# How to put disk into suspend or what is doing it? Config?

## mansniks

Hey, 

anyone knows how can I control my HDD spinning, if I have OS in RAM and there are some long delays between using them? Would be really helpful...

----------

## energyman76b

man sdparm

sdparm -C stop /dev/sdc for example.

----------

## mansniks

Just a quick question: I started to read about it, but is not clear if SATA disks are supported too?

----------

## mansniks

But how to get the latest time value when disk was read? 

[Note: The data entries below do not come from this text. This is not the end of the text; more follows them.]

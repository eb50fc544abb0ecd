use axum::{
    Json,
    extract::{FromRequest, Request},
};

use crate::api::mail_client::DEFAULT_MAILBOX;
use crate::error::MailpoolError;
use crate::store::AccountId;
use crate::types::pool::EmailBody;

/// Validated `{email, mailbox?}` body of a lease-scoped request.
#[derive(Debug, Clone)]
pub struct EmailRequest {
    pub email: AccountId,
    pub mailbox: String,
}

impl<S> FromRequest<S> for EmailRequest
where
    S: Send + Sync,
{
    type Rejection = MailpoolError;

    async fn from_request(req: Request, state: &S) -> Result<Self, Self::Rejection> {
        let Json(body) = Json::<EmailBody>::from_request(req, state)
            .await
            .map_err(|rejection| MailpoolError::InvalidRequest(rejection.body_text()))?;

        let Some(raw) = body.email else {
            return Err(MailpoolError::InvalidRequest(
                "Missing 'email' in request body.".to_string(),
            ));
        };
        let email = AccountId::parse(raw)?;

        let mailbox = body
            .mailbox
            .map(|m| m.trim().to_string())
            .filter(|m| !m.is_empty())
            .unwrap_or_else(|| DEFAULT_MAILBOX.to_string());

        Ok(Self { email, mailbox })
    }
}
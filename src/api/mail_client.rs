use crate::error::MailClientError;
use crate::store::CredentialRecord;
use async_trait::async_trait;
use serde_json::Value;

pub const DEFAULT_MAILBOX: &str = "INBOX";

/// Remote mail access for one account's credentials.
///
/// Implementations own their retry and timeout policy; callers pass results
/// through unchanged.
#[async_trait]
pub trait MailClient: Send + Sync {
    /// Latest message in `mailbox`, or `None` when the mailbox is empty.
    async fn fetch_latest(
        &self,
        account: &CredentialRecord,
        mailbox: &str,
    ) -> Result<Option<Value>, MailClientError>;

    async fn clear_mailbox(
        &self,
        account: &CredentialRecord,
        mailbox: &str,
    ) -> Result<(), MailClientError>;
}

If I power it down while operated, is it dangerous? Will it be woken when reading is necessary?

----------

## energyman76b

 *mansniks wrote:*   

> Just a quick question: I started to read about it, but is not clear if SATA disks are supported too?

 

yes, sata is supported too.

 *mansniks wrote:*   

> But how to get the latest time value when disk was read? 
> 
> If I power it down while operated, is it dangerous? Will it be woken when reading is necessary?

 

it should wake up. But who knows? Just try and see. But stopping disks a lot is not healthy for them. The start/stop cycles put wear on the spindle and motor.

----------

## mansniks

I know. Just for cases when electricity fails or there are days of inactivity.

It would be interesting to see some test results for spinup times and estimate max HDD lifetime from that point of view. 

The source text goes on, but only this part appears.